I was not aware that Triton's came teaked?


----------



## amwbox (Aug 22, 2015)

Its a rather huge amount of arduous manual labor. You will be backing out/digging out/drilling out a thousand screws, half of which will fall apart. They you will get to, while awkwardly stooped over, try to dig/pry a bunch of wooden planks out of whatever adhesive they were bedded in. Then you'll get to fill those thousand holes with epoxy, grind and sand all that scum all over the deck until the world ends, and finally, fair and said until the world is reborn. Then you can paint and nonskid. Its going to be expensive and its going to involve weeks of hard labor. Maybe months. Your call.

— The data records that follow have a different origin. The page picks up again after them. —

//! Eviction Task
//!
//! Background task that periodically runs the cache's eviction pass, so
//! expired items leave (and are written back) even when the cache is idle.

use std::fmt::Debug;
use std::hash::Hash;
use std::sync::Arc;
use std::time::Duration;

use tokio::task::JoinHandle;
use tracing::{debug, info, warn};

use crate::cache::Cache;

/// Spawns a background task that periodically runs an eviction pass.
///
/// The task runs in an infinite loop, sleeping for the specified interval
/// between passes. Abort it through the returned handle.
///
/// # Example
/// ```ignore
/// let cache = Arc::new(Cache::<String, String>::with_config(config));
/// let eviction_handle = spawn_eviction_task(cache.clone(), Duration::from_secs(1));
/// // Later, during shutdown:
/// eviction_handle.abort();
/// ```
pub fn spawn_eviction_task<K, V>(cache: Arc<Cache<K, V>>, interval: Duration) -> JoinHandle<()>
where
    K: Eq + Hash + Clone + Debug + Send + Sync + 'static,
    V: Clone + Send + Sync + 'static,
{
    tokio::spawn(async move {
        info!("Starting eviction task with interval of {:?}", interval);

        loop {
            tokio::time::sleep(interval).await;

            match cache.run_eviction().await {
                Ok(0) => debug!("Eviction pass: nothing due"),
                Ok(removed) => info!("Eviction pass: removed {} items", removed),
                Err(err) => warn!("Eviction pass: {}", err),
            }
        }
    })
}

#[cfg(test)]
mod tests {
    use super::*;
    use std::sync::Mutex;

    use crate::config::CacheConfig;

    #[tokio::test(start_paused = true)]
    async fn test_eviction_task_removes_expired_items() {
        let cache = Arc::new(Cache::<String, String>::new(100));
        cache.set_ttl(Duration::from_secs(1)).await;
        cache
            .set("expire_soon".to_string(), "value".to_string())
            .await
            .unwrap();

        let handle = spawn_eviction_task(cache.clone(), Duration::from_secs(1));

        // Wait for the item to expire and a pass to run
        tokio::time::sleep(Duration::from_millis(2500)).await;

        // contains() does not run a pass itself
        assert!(!cache.contains(&"expire_soon".to_string()).await);
        assert_eq!(cache.stats().await.expirations, 1);

        handle.abort();
    }

    #[tokio::test(start_paused = true)]
    async fn test_eviction_task_preserves_live_items() {
        let cache = Arc::new(Cache::<String, String>::new(100));
        cache.set_ttl(Duration::from_secs(3600)).await;
        cache
            .set("long_lived".to_string(), "value".to_string())
            .await
            .unwrap();

        let handle = spawn_eviction_task(cache.clone(), Duration::from_secs(1));
        tokio::time::sleep(Duration::from_millis(1500)).await;

        assert_eq!(cache.get(&"long_lived".to_string()).await.unwrap(), "value");

        handle.abort();
    }

    #[tokio::test]
    async fn test_eviction_task_writes_back_expired_dirty_items() {
        let cache = Arc::new(Cache::<String, String>::new(100));
        let written = Arc::new(Mutex::new(Vec::new()));
        let sink = written.clone();
        cache.set_write_on_evict().await;
        cache
            .set_write_callback(move |k, v| sink.lock().unwrap().push((k, v)))
            .await;
        cache.set_ttl(Duration::from_millis(50)).await;
        cache.set("k".to_string(), "v".to_string()).await.unwrap();

        let handle = spawn_eviction_task(cache.clone(), Duration::from_millis(20));
        tokio::time::sleep(Duration::from_millis(200)).await;
        cache.wait_for_pending().await;

        assert_eq!(
            *written.lock().unwrap(),
            vec![("k".to_string(), "v".to_string())]
        );

        handle.abort();
    }

    #[tokio::test(start_paused = true)]
    async fn test_start_eviction_uses_configured_interval() {
        let config = CacheConfig {
            ttl: Duration::from_millis(100),
            eviction_interval: Duration::from_millis(300),
            ..CacheConfig::with_capacity(10)
        };
        let cache = Arc::new(Cache::<String, String>::with_config(config));
        cache.set("k".to_string(), "v".to_string()).await.unwrap();
        assert_eq!(cache.eviction_interval(), Duration::from_millis(300));

        let handle = cache.start_eviction();

        // Expired, but the first pass is not due yet
        tokio::time::sleep(Duration::from_millis(200)).await;
        assert!(cache.contains(&"k".to_string()).await);

        tokio::time::sleep(Duration::from_millis(200)).await;
        assert!(!cache.contains(&"k".to_string()).await);

        handle.abort();
    }

    #[tokio::test]
    async fn test_eviction_task_can_be_aborted() {
        let cache = Arc::new(Cache::<String, String>::new(100));

        let handle = spawn_eviction_task(cache, Duration::from_secs(1));

        // Abort immediately
        handle.abort();

        tokio::time::sleep(Duration::from_millis(100)).await;
        assert!(handle.is_finished(), "Task should be finished after abort");
    }
}
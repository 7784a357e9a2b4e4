//! Cache Module
//!
//! Provides in-memory caching with LRU eviction, sliding TTL expiration,
//! read-through and write-through/write-back to a backing store.

pub mod backing;
mod engine;
mod entry;
mod lru;
mod stats;
mod store;


// Re-export public types
pub use backing::{DeleteFn, ReadFn, WriteFn};
pub use engine::Cache;
pub use entry::CacheItem;
pub use lru::RecencyList;
pub use stats::CacheStats;
pub use store::CacheState;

You won't have to "replace" the deck. Well, unless the core is rotten all to hell. A real possibility, since some idiot drilled a thousand holes from the part exposed to weather directly into the deck core. The fiberglass deck under the teak is the same ordinary deck that would have been on the boat if some genius hadn't decided to add a few hundred pounds of wood and drill a thousand holes into something that NEEDS to be waterproof.

I'll never understand how anyone thought drilling a thousand holes in a BOAT was a good idea.

Triton is a great boat, and cheap. Find one without this headache. But if you must:

http://www.sailnet.com/forums/buying-boat-articles/19501-techniques-removing-teak-decks.html


----------



## jephotog (Feb 25, 2002)

Amwbox,
You paint such a pretty picture of the process. Have you done it yourself?


----------



## overbored (Oct 8, 2010)

Not worth it. there is and never was a good reason to have teak decks on a 28' boat boat that has fiberglass deck construction under the teak. find another boat


----------



## amwbox (Aug 22, 2015)

jephotog said:


> Amwbox,
> You paint such a pretty picture of the process. Have you done it yourself?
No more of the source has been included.